REQUIRED ACTION:
Scan the records below. List lines holding "EngineError".

PROVIDED ENTRIES:
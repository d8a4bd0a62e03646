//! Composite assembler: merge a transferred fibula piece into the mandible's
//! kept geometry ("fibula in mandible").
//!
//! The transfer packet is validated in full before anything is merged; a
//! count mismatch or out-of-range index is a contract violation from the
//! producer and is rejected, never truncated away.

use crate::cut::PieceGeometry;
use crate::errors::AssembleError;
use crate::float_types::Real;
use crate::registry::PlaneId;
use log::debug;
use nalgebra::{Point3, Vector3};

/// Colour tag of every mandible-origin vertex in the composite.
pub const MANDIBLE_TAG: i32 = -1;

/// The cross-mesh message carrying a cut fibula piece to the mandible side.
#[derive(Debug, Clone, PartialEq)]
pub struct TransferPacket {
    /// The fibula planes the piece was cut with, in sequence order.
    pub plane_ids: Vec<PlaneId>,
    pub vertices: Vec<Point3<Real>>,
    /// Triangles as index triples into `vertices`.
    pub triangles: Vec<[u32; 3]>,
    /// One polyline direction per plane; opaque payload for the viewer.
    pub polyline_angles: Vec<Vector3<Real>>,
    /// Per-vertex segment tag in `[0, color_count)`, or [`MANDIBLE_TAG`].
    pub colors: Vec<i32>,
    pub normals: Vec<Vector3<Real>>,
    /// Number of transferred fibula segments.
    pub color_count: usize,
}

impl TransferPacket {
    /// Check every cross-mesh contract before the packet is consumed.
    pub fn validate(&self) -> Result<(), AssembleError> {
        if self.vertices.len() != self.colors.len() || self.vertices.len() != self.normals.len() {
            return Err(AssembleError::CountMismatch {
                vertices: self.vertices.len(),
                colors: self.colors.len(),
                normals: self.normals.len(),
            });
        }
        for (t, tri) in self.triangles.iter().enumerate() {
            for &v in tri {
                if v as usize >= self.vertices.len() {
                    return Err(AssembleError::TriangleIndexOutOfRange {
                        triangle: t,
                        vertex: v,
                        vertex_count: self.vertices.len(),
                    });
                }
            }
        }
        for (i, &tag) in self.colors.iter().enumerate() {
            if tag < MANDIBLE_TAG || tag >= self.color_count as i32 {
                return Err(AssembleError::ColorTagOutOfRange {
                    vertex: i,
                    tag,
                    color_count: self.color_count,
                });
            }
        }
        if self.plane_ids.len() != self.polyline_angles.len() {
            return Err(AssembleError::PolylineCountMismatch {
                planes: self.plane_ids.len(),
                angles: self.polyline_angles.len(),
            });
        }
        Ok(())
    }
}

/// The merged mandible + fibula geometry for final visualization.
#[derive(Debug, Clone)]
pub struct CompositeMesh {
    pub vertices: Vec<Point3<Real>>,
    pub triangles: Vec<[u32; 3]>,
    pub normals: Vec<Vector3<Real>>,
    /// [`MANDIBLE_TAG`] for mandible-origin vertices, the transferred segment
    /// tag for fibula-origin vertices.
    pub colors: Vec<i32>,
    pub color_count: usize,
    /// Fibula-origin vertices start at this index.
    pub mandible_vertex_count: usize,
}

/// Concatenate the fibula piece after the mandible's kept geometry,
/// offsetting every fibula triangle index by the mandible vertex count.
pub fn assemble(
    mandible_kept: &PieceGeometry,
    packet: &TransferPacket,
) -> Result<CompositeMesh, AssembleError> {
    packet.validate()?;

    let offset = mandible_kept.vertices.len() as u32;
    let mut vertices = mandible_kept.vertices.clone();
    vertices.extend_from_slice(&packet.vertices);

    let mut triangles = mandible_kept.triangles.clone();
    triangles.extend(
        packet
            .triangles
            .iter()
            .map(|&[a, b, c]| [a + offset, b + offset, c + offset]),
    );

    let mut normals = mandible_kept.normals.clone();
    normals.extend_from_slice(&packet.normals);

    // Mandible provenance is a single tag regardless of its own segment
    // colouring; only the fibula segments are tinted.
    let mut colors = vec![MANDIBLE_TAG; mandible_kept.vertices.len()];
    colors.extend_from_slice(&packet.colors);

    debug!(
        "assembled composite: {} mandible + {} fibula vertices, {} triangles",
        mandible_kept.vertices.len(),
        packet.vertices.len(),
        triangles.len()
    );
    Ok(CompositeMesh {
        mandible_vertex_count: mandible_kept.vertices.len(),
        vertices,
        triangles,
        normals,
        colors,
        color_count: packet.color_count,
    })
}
* * *
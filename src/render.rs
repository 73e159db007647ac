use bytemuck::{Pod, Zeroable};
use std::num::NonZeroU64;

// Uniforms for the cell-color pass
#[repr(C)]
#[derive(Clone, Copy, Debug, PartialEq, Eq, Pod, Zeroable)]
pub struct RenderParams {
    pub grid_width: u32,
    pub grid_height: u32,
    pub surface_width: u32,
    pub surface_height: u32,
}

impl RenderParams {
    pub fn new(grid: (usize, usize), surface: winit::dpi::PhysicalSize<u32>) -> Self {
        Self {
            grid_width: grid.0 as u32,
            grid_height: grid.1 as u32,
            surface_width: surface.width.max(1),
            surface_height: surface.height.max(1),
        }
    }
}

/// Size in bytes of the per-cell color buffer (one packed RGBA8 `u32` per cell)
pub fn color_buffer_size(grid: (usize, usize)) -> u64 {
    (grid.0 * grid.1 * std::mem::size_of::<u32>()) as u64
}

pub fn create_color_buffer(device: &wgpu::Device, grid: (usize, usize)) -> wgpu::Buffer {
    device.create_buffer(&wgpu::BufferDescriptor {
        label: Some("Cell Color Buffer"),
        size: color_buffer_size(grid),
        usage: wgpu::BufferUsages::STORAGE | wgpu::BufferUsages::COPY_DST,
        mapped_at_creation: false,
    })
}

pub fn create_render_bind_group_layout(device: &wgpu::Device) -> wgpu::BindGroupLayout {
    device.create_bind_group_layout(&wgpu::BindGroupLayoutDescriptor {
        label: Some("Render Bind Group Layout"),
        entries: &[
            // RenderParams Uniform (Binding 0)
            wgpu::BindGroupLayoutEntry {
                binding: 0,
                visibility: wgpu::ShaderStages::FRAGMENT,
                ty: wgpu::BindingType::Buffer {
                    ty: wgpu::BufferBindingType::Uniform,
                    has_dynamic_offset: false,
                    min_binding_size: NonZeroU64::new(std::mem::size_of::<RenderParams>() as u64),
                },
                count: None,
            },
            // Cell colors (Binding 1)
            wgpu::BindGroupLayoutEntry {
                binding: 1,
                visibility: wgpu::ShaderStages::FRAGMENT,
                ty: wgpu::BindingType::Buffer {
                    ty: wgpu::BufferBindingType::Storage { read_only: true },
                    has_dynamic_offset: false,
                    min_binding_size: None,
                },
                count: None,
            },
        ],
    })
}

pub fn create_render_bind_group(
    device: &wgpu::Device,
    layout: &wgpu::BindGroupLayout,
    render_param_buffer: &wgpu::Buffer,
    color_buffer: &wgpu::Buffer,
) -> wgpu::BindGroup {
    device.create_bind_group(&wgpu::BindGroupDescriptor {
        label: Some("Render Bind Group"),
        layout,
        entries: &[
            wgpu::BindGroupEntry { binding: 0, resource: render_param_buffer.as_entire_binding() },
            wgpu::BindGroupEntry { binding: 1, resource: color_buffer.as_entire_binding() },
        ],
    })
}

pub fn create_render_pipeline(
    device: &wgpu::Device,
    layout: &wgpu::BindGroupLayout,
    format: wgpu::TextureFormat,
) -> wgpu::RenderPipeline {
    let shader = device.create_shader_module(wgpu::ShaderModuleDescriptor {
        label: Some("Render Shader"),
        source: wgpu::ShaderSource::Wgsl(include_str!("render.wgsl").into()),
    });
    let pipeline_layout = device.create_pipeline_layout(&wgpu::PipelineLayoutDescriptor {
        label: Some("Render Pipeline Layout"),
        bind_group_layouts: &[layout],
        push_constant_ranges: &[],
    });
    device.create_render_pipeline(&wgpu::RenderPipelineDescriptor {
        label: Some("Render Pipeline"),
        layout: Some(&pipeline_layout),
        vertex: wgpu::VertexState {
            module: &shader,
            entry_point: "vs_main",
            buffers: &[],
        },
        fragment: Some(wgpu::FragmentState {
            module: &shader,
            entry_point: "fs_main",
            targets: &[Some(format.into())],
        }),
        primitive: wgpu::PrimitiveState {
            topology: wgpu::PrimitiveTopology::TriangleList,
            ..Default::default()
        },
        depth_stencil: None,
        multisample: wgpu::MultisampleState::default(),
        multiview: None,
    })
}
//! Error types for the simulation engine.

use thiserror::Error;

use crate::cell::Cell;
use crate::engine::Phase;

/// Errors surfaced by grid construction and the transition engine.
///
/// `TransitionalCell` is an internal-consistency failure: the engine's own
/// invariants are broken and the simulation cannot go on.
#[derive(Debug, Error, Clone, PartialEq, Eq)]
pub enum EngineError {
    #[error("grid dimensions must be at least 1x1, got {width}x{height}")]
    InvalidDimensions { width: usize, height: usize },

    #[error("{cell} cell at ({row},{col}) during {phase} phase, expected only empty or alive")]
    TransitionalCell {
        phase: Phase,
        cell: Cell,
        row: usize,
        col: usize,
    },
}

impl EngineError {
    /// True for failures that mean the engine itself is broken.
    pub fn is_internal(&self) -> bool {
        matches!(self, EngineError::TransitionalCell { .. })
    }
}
==
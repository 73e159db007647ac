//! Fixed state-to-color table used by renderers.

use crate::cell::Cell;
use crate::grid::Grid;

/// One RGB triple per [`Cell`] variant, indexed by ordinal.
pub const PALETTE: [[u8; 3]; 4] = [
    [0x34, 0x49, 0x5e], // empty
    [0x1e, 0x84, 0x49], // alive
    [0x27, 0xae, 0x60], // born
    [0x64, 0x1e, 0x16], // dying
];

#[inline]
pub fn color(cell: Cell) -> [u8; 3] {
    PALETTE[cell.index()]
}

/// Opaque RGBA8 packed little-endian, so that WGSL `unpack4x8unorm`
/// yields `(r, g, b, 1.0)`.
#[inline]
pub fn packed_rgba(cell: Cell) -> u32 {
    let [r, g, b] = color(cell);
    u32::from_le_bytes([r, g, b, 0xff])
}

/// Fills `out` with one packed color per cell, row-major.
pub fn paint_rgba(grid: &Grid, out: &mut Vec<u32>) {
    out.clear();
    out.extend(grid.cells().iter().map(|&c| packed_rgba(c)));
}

EXERCISE ANSWER:
pub enum EngineError {
impl EngineError {
        matches!(self, EngineError::TransitionalCell { .. })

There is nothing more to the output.